Entries provided START
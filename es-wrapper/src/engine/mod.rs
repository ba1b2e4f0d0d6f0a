//! Underlying engine clients.
//!
//! Each engine family exposes its own native request and response types.
//! The v5 family is incompatible with the v6 family, which also serves v7
//! engines. The dispatcher in [`crate::wrapper`] is the only code that knows
//! about both.

pub mod bulk;
pub mod http;
pub mod search;
pub mod v5;
pub mod v6;

pub use bulk::{
    BulkBuffer, BulkProcessor, BulkProcessorConfig, BulkResponse, BulkSender, BulkableRequest,
};
pub use http::HttpEngineClient;
pub use search::{
    MultiSearchRequest, MultiSearchResult, SearchClient, SearchHit, SearchHits, SearchResult,
    SearchSource, TotalHits,
};
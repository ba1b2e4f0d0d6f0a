//! Configuration and dependency wiring.

mod dependencies;
mod options;

pub use dependencies::{build_client, detect_version, Dependencies};
pub use options::EsOptions;
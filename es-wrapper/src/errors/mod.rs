//! Error types for the Elasticsearch wrapper.

mod engine_error;
mod wrapper_error;

pub use engine_error::EngineError;
pub use wrapper_error::WrapperError;
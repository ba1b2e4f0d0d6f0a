//! The version dispatcher.

use std::sync::atomic::{AtomicBool, Ordering};
use std::sync::Arc;

use async_trait::async_trait;
use tracing::{debug, error, info};

use crate::engine::bulk::BulkBuffer;
use crate::engine::search::SearchClient;
use crate::engine::{v5, v6};
use crate::errors::WrapperError;
use crate::interfaces::EsClient;
use crate::types::EsVersion;
use crate::wrapper::index::IndexAdapter;
use crate::wrapper::indices::{IndicesCreateAdapter, IndicesExistsAdapter};
use crate::wrapper::search::{MultiSearchAdapter, SearchAdapter};

/// Bulk buffer for v5 index requests.
pub type V5Bulk = Arc<dyn BulkBuffer<v5::BulkIndexRequest>>;
/// Bulk buffer for v6-family index requests.
pub type V6Bulk = Arc<dyn BulkBuffer<v6::BulkIndexRequest>>;

/// The single client/bulk-buffer pair bound to a dispatcher.
#[derive(Clone)]
pub(crate) enum Backend {
    V5 {
        client: Arc<dyn v5::Client>,
        bulk: V5Bulk,
    },
    V6 {
        client: Arc<dyn v6::Client>,
        bulk: V6Bulk,
    },
    V7 {
        client: Arc<dyn v6::Client>,
        bulk: V6Bulk,
    },
}

/// Routes every capability call to the engine family it was built for.
///
/// Cloning is cheap and clones share the client, the bulk buffer and the
/// closed state.
///
/// # Example
///
/// ```ignore
/// let client = Arc::new(HttpEngineClient::new("http://localhost:9200", None)?);
/// let bulk = Arc::new(BulkProcessor::start(client.clone(), BulkProcessorConfig::default()));
/// let es = ClientWrapper::wrap_v7(client, bulk);
///
/// if !es.index_exists("jaeger-service").send().await? {
///     es.create_index("jaeger-service").body(mapping).send().await?;
/// }
/// es.close().await?;
/// ```
#[derive(Clone)]
pub struct ClientWrapper {
    pub(crate) backend: Backend,
    pub(crate) search: Arc<dyn SearchClient>,
    closed: Arc<AtomicBool>,
}

impl ClientWrapper {
    /// Wrap a v5 client and its bulk buffer.
    pub fn wrap_v5<C>(client: Arc<C>, bulk: V5Bulk) -> Self
    where
        C: v5::Client + 'static,
    {
        let search: Arc<dyn SearchClient> = client.clone();
        Self::new(Backend::V5 { client, bulk }, search)
    }

    /// Wrap a v6 client and its bulk buffer.
    pub fn wrap_v6<C>(client: Arc<C>, bulk: V6Bulk) -> Self
    where
        C: v6::Client + 'static,
    {
        let search: Arc<dyn SearchClient> = client.clone();
        Self::new(Backend::V6 { client, bulk }, search)
    }

    /// Wrap a v6-family client talking to a v7 engine, and its bulk buffer.
    pub fn wrap_v7<C>(client: Arc<C>, bulk: V6Bulk) -> Self
    where
        C: v6::Client + 'static,
    {
        let search: Arc<dyn SearchClient> = client.clone();
        Self::new(Backend::V7 { client, bulk }, search)
    }

    fn new(backend: Backend, search: Arc<dyn SearchClient>) -> Self {
        let wrapper = Self {
            backend,
            search,
            closed: Arc::new(AtomicBool::new(false)),
        };
        info!(version = %wrapper.version(), "Wrapped Elasticsearch client");
        wrapper
    }

    /// Whether `close` has already run.
    pub fn is_closed(&self) -> bool {
        self.closed.load(Ordering::Acquire)
    }
}

#[async_trait]
impl EsClient for ClientWrapper {
    type IndicesExists<'a> = IndicesExistsAdapter<'a>;
    type IndicesCreate<'a> = IndicesCreateAdapter<'a>;
    type Index<'a> = IndexAdapter<'a>;
    type Search<'a> = SearchAdapter<'a>;
    type MultiSearch<'a> = MultiSearchAdapter<'a>;

    fn version(&self) -> EsVersion {
        match self.backend {
            Backend::V5 { .. } => EsVersion::V5,
            Backend::V6 { .. } => EsVersion::V6,
            Backend::V7 { .. } => EsVersion::V7,
        }
    }

    fn index_exists(&self, index: &str) -> IndicesExistsAdapter<'_> {
        IndicesExistsAdapter::new(self, index)
    }

    fn create_index(&self, index: &str) -> IndicesCreateAdapter<'_> {
        IndicesCreateAdapter::new(self, index)
    }

    fn index(&self) -> IndexAdapter<'_> {
        IndexAdapter::new(self)
    }

    fn search(&self, indices: &[&str]) -> SearchAdapter<'_> {
        SearchAdapter::new(self.search.as_ref(), indices)
    }

    fn multi_search(&self) -> MultiSearchAdapter<'_> {
        MultiSearchAdapter::new(self.search.as_ref())
    }

    async fn flush(&self) -> Result<(), WrapperError> {
        if self.is_closed() {
            return Ok(());
        }
        match &self.backend {
            Backend::V5 { bulk, .. } => bulk.flush().await?,
            Backend::V6 { bulk, .. } | Backend::V7 { bulk, .. } => bulk.flush().await?,
        }
        Ok(())
    }

    async fn close(&self) -> Result<(), WrapperError> {
        if self.closed.swap(true, Ordering::AcqRel) {
            debug!(version = %self.version(), "Elasticsearch client already closed");
            return Ok(());
        }

        let result = match &self.backend {
            Backend::V5 { bulk, .. } => bulk.close().await,
            Backend::V6 { bulk, .. } | Backend::V7 { bulk, .. } => bulk.close().await,
        };

        match result {
            Ok(()) => {
                info!(version = %self.version(), "Closed Elasticsearch client");
                Ok(())
            }
            Err(e) => {
                error!(version = %self.version(), error = %e, "Failed to close bulk buffer");
                Err(WrapperError::Close(e))
            }
        }
    }
}
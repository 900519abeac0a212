//! Error types for the hypermedia transport.
//!
//! # Design
//! URL validation failures (`MissingScheme`, `UnsupportedScheme`,
//! `MissingHostname`, `InvalidUrl`) and `InvalidParameters` are raised before
//! any network I/O and depend only on their inputs. `ConnectionFailed` and
//! `Decode` can only happen once a request has been dispatched. None of them
//! are retried.

use thiserror::Error;

/// Errors returned by a transition.
#[derive(Debug, Error)]
pub enum TransportError {
    /// The URL has no scheme component at all (e.g. `example.org`).
    #[error("URL {0:?} is missing a scheme")]
    MissingScheme(String),

    /// No registered transport handles the URL's scheme.
    #[error("unsupported URL scheme {scheme:?} in {url:?}")]
    UnsupportedScheme { scheme: String, url: String },

    /// The URL has a supported scheme but no hostname (e.g. `http://`).
    #[error("URL {0:?} is missing a hostname")]
    MissingHostname(String),

    /// The URL could not be parsed for another reason, such as a bad port.
    #[error("invalid URL {url:?}: {source}")]
    InvalidUrl {
        url: String,
        #[source]
        source: url::ParseError,
    },

    /// The parameters cannot be encoded with the transport's body encoding,
    /// or a header value is not valid HTTP.
    #[error("invalid parameters: {0}")]
    InvalidParameters(String),

    /// The request never produced a response.
    #[error("request to {url} failed: {source}")]
    ConnectionFailed {
        url: String,
        #[source]
        source: Box<dyn std::error::Error + Send + Sync>,
    },

    /// The response body could not be decoded.
    #[error("could not decode response: {0}")]
    Decode(#[from] DecodeError),
}

/// Reasons a response body could not be turned into a document or value.
#[derive(Debug, Error)]
pub enum DecodeError {
    #[error("malformed JSON: {0}")]
    Json(#[from] serde_json::Error),

    #[error("unsupported media type {0:?}")]
    UnsupportedMediaType(String),

    #[error("invalid link: {0}")]
    InvalidLink(String),
}

pub type Result<T> = std::result::Result<T, TransportError>;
Entries provided END
- **Exercise goal**:
Starting from the records above, copy each line where the string "MultiSearchAdapter" is found.

- **Response**:
use crate::wrapper::search::{MultiSearchAdapter, SearchAdapter};
    type MultiSearch<'a> = MultiSearchAdapter<'a>;
    fn multi_search(&self) -> MultiSearchAdapter<'_> {
        MultiSearchAdapter::new(self.search.as_ref())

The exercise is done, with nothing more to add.